Of course, the Rays are also without three-fifths of their Opening Day rotation -- Shane McClanahan, Jeffrey Springs and Drew Rasmussen -- along with young starter Shane Baz and lefty reliever Garrett Cleavinger due to injuries, while All-Star shortstop Wander Franco remains on indefinite administrative leave.
Just reading the Rays’ injury report should make you appreciate the club’s ability to reach this point with the AL’s second-best record despite all those injuries and absences. It’s also entirely fair if it makes you wonder how they’ll weather all that in October -- or how much more they can take.
Dealing with adversity is nothing new for the Rays. “It’s the next-man-up mentality,” as Raley said Sunday, and they’ve said it plenty over the past few years. It has served them better than most. But the impact of the latest wave of injuries was obvious in their regular-season home finale Sunday afternoon at Tropicana Field.
They had a rookie starter (Taj Bradley) pitching to a catcher (René Pinto) with 59 games of Major League experience. After Díaz left, there were rookies batting first (Osleivis Basabe), third (Curtis Mead) and fifth (20-year-old top prospect Junior Caminero) in the lineup.
“They’re getting opportunities right now, and you’ve got to learn quick on the fly,” manager Kevin Cash said on Saturday. “I'd like to think that all these at-bats, all these ground balls, all these reps are going to help them -- and there's no doubt we're going to need their help.
“I think our best thing we can do is get them as comfortable as possible and let them embrace the moment. And maybe some of the guys that had been there -- whether it's Yandy, some of the guys on our pitching staff, Randy -- [can] help along with that.”

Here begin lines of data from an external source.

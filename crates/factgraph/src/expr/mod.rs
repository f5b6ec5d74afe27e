//! The typed operator AST.
//!
//! Expressions form a closed family dispatched by pattern match. Evaluation
//! (in [`eval`]) is context-driven: the same tree serves every instantiation
//! of an abstract fact, with relative `Dep` paths resolved against the
//! owning fact's concrete path at force time.

pub mod arith;
pub mod eval;
mod strings;

use crate::path::Path;
use crate::value::Value;

/// An option-set entry inside [`Expr::EnumOptions`].
#[derive(Debug, Clone, PartialEq)]
pub enum EnumOption {
    /// Always present.
    Static(String),
    /// Present only while the condition holds.
    Conditional { condition: Expr, value: String },
}

/// A typed expression tree.
#[derive(Debug, Clone, PartialEq)]
pub enum Expr {
    // ── leaves ──
    Const(Value),
    /// Resolve a path against the owning fact and read its value.
    Dep(Path),

    // ── control ──
    /// First branch whose condition is `Complete(true)` wins; an earlier
    /// unknown condition makes the whole expression `Incomplete`.
    Switch(Vec<(Expr, Expr)>),
    /// The values of every branch whose condition holds, as a vector.
    ConditionalList(Vec<(Expr, Expr)>),

    // ── arithmetic ──
    Add(Vec<Expr>),
    Subtract {
        minuend: Box<Expr>,
        subtrahends: Vec<Expr>,
    },
    Multiply(Vec<Expr>),
    /// Division by zero evaluates to `Incomplete`.
    Divide {
        dividend: Box<Expr>,
        divisor: Box<Expr>,
    },
    /// Largest / smallest of the listed arguments.
    GreaterOf(Vec<Expr>),
    LesserOf(Vec<Expr>),
    /// Largest / smallest element of a vector operand.
    Maximum(Box<Expr>),
    Minimum(Box<Expr>),
    /// Round to whole units, half-to-even.
    Round(Box<Expr>),
    RoundToInt(Box<Expr>),
    Ceiling(Box<Expr>),
    Floor(Box<Expr>),

    // ── logic ──
    Not(Box<Expr>),
    /// Short-circuit AND: `Complete(false)` decides immediately.
    All(Vec<Expr>),
    /// Short-circuit OR: `Complete(true)` decides immediately.
    Any(Vec<Expr>),
    Equal(Box<Expr>, Box<Expr>),
    NotEqual(Box<Expr>, Box<Expr>),
    GreaterThan(Box<Expr>, Box<Expr>),
    GreaterOrEqual(Box<Expr>, Box<Expr>),
    LessThan(Box<Expr>, Box<Expr>),
    LessOrEqual(Box<Expr>, Box<Expr>),

    // ── strings ──
    Length(Box<Expr>),
    /// Concatenate after lossless string conversion.
    Paste(Vec<Expr>),
    AsString(Box<Expr>),
    /// Dollar to decimal string (`"550.00"`).
    AsDecimalString(Box<Expr>),
    Trim(Box<Expr>),
    ToUpper(Box<Expr>),
    StripChars {
        value: Box<Expr>,
        chars: Box<Expr>,
    },
    /// IRS MeF name-control truncation to the 35-character line.
    TruncateNameForMef(Box<Expr>),

    // ── dates ──
    Today,
    LastDayOfMonth(Box<Expr>),
    /// Calendar-month offset preserving last-day-of-month anchors.
    AddPayrollMonths {
        date: Box<Expr>,
        months: Box<Expr>,
    },

    // ── collections ──
    /// Count of `Complete` elements of a vector, or member count of a
    /// collection value.
    Count(Box<Expr>),
    /// Element-type sum; `Incomplete` elements are skipped, `Placeholder`
    /// elements demote the result.
    CollectionSum(Box<Expr>),
    /// Member ids of `collection` for which `predicate`, evaluated with the
    /// member as current, is `Complete(true)`.
    Filter {
        collection: Path,
        predicate: Box<Expr>,
    },
    /// First member satisfying the predicate; `Incomplete` when none does.
    Find {
        collection: Path,
        predicate: Box<Expr>,
    },
    /// Member at a position; out of bounds is `Incomplete`.
    IndexOf {
        collection: Box<Expr>,
        index: Box<Expr>,
    },
    EnumOptions(Vec<EnumOption>),
    EnumOptionsContains {
        options: Box<Expr>,
        value: Box<Expr>,
    },
    EnumOptionsSize(Box<Expr>),

    // ── introspection ──
    /// Always-`Complete` boolean reflecting the inner expression's
    /// completeness.
    IsComplete(Box<Expr>),
}

impl Expr {
    /// Operator name for traces and shape-mismatch reports.
    pub fn operator_name(&self) -> &'static str {
        match self {
            Expr::Const(_) => "Const",
            Expr::Dep(_) => "Dependency",
            Expr::Switch(_) => "Switch",
            Expr::ConditionalList(_) => "ConditionalList",
            Expr::Add(_) => "Add",
            Expr::Subtract { .. } => "Subtract",
            Expr::Multiply(_) => "Multiply",
            Expr::Divide { .. } => "Divide",
            Expr::GreaterOf(_) => "GreaterOf",
            Expr::LesserOf(_) => "LesserOf",
            Expr::Maximum(_) => "Maximum",
            Expr::Minimum(_) => "Minimum",
            Expr::Round(_) => "Round",
            Expr::RoundToInt(_) => "RoundToInt",
            Expr::Ceiling(_) => "Ceiling",
            Expr::Floor(_) => "Floor",
            Expr::Not(_) => "Not",
            Expr::All(_) => "All",
            Expr::Any(_) => "Any",
            Expr::Equal(_, _) => "Equal",
            Expr::NotEqual(_, _) => "NotEqual",
            Expr::GreaterThan(_, _) => "GreaterThan",
            Expr::GreaterOrEqual(_, _) => "GreaterOrEqual",
            Expr::LessThan(_, _) => "LessThan",
            Expr::LessOrEqual(_, _) => "LessOrEqual",
            Expr::Length(_) => "Length",
            Expr::Paste(_) => "Paste",
            Expr::AsString(_) => "AsString",
            Expr::AsDecimalString(_) => "AsDecimalString",
            Expr::Trim(_) => "Trim",
            Expr::ToUpper(_) => "ToUpper",
            Expr::StripChars { .. } => "StripChars",
            Expr::TruncateNameForMef(_) => "TruncateNameForMef",
            Expr::Today => "Today",
            Expr::LastDayOfMonth(_) => "LastDayOfMonth",
            Expr::AddPayrollMonths { .. } => "AddPayrollMonths",
            Expr::Count(_) => "Count",
            Expr::CollectionSum(_) => "CollectionSum",
            Expr::Filter { .. } => "Filter",
            Expr::Find { .. } => "Find",
            Expr::IndexOf { .. } => "IndexOf",
            Expr::EnumOptions(_) => "EnumOptions",
            Expr::EnumOptionsContains { .. } => "EnumOptionsContains",
            Expr::EnumOptionsSize(_) => "EnumOptionsSize",
            Expr::IsComplete(_) => "IsComplete",
        }
    }

    /// Child expressions in declaration (evaluation) order.
    pub fn children(&self) -> Vec<&Expr> {
        match self {
            Expr::Const(_) | Expr::Dep(_) | Expr::Today => vec![],
            Expr::Switch(cases) | Expr::ConditionalList(cases) => cases
                .iter()
                .flat_map(|(c, b)| [c, b])
                .collect(),
            Expr::Add(args)
            | Expr::Multiply(args)
            | Expr::GreaterOf(args)
            | Expr::LesserOf(args)
            | Expr::All(args)
            | Expr::Any(args)
            | Expr::Paste(args) => args.iter().collect(),
            Expr::Subtract {
                minuend,
                subtrahends,
            } => std::iter::once(minuend.as_ref())
                .chain(subtrahends.iter())
                .collect(),
            Expr::Divide { dividend, divisor } => vec![dividend, divisor],
            Expr::Maximum(a)
            | Expr::Minimum(a)
            | Expr::Round(a)
            | Expr::RoundToInt(a)
            | Expr::Ceiling(a)
            | Expr::Floor(a)
            | Expr::Not(a)
            | Expr::Length(a)
            | Expr::AsString(a)
            | Expr::AsDecimalString(a)
            | Expr::Trim(a)
            | Expr::ToUpper(a)
            | Expr::TruncateNameForMef(a)
            | Expr::LastDayOfMonth(a)
            | Expr::Count(a)
            | Expr::CollectionSum(a)
            | Expr::EnumOptionsSize(a)
            | Expr::IsComplete(a) => vec![a],
            Expr::Equal(a, b)
            | Expr::NotEqual(a, b)
            | Expr::GreaterThan(a, b)
            | Expr::GreaterOrEqual(a, b)
            | Expr::LessThan(a, b)
            | Expr::LessOrEqual(a, b) => vec![a, b],
            Expr::StripChars { value, chars } => vec![value, chars],
            Expr::AddPayrollMonths { date, months } => vec![date, months],
            Expr::Filter { predicate, .. } | Expr::Find { predicate, .. } => vec![predicate],
            Expr::IndexOf { collection, index } => vec![collection, index],
            Expr::EnumOptions(options) => options
                .iter()
                .filter_map(|o| match o {
                    EnumOption::Static(_) => None,
                    EnumOption::Conditional { condition, .. } => Some(condition),
                })
                .collect(),
            Expr::EnumOptionsContains { options, value } => vec![options, value],
        }
    }

    /// Every `Dep`/`Filter`/`Find` path mentioned anywhere in the tree, in
    /// declaration order, duplicates included.
    pub fn dep_paths(&self) -> Vec<&Path> {
        let mut out = Vec::new();
        self.collect_deps(&mut out);
        out
    }

    fn collect_deps<'a>(&'a self, out: &mut Vec<&'a Path>) {
        match self {
            Expr::Dep(path) => out.push(path),
            Expr::Filter { collection, .. } | Expr::Find { collection, .. } => {
                out.push(collection);
            }
            _ => {}
        }
        for child in self.children() {
            child.collect_deps(out);
        }
    }
}

// ──────────────────────────────────────────────
// Tests
// ──────────────────────────────────────────────

#[cfg(test)]
mod tests {
    use super::*;

    fn dep(s: &str) -> Expr {
        Expr::Dep(Path::parse(s).unwrap())
    }

    #[test]
    fn dep_paths_walks_the_whole_tree() {
        let e = Expr::Add(vec![
            dep("/a"),
            Expr::Switch(vec![(dep("/cond"), dep("/b"))]),
        ]);
        let paths: Vec<String> = e.dep_paths().iter().map(|p| p.to_string()).collect();
        assert_eq!(paths, vec!["/a", "/cond", "/b"]);
    }

    #[test]
    fn filter_reports_collection_and_predicate_deps() {
        let e = Expr::Filter {
            collection: Path::parse("/exp").unwrap(),
            predicate: Box::new(dep("deductible")),
        };
        let paths: Vec<String> = e.dep_paths().iter().map(|p| p.to_string()).collect();
        assert_eq!(paths, vec!["/exp", "deductible"]);
    }
}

The last point is critical. When crunch time comes, the Rays will need to get the most they can out of the key contributors still standing: the All-Stars Díaz and Arozarena, season-long lineup fixtures like Isaac Paredes, Harold Ramírez and Josh Lowe, top starters Zach Eflin and Tyler Glasnow and all the bullpen arms who have previously pitched on the postseason stage.
But at a time of year you typically see clubs eliminated from playoff contention turning to the next wave of talent as a sort of tryout or preview of better days ahead, the Rays are counting on theirs to help them head into the postseason on a high note.
“It's obviously unfortunate. The goal is to win, so it sucks having a few of your best players go down,” Mead said. “But yeah, definitely a good opportunity for a few of us to play a little bit more and prove something.”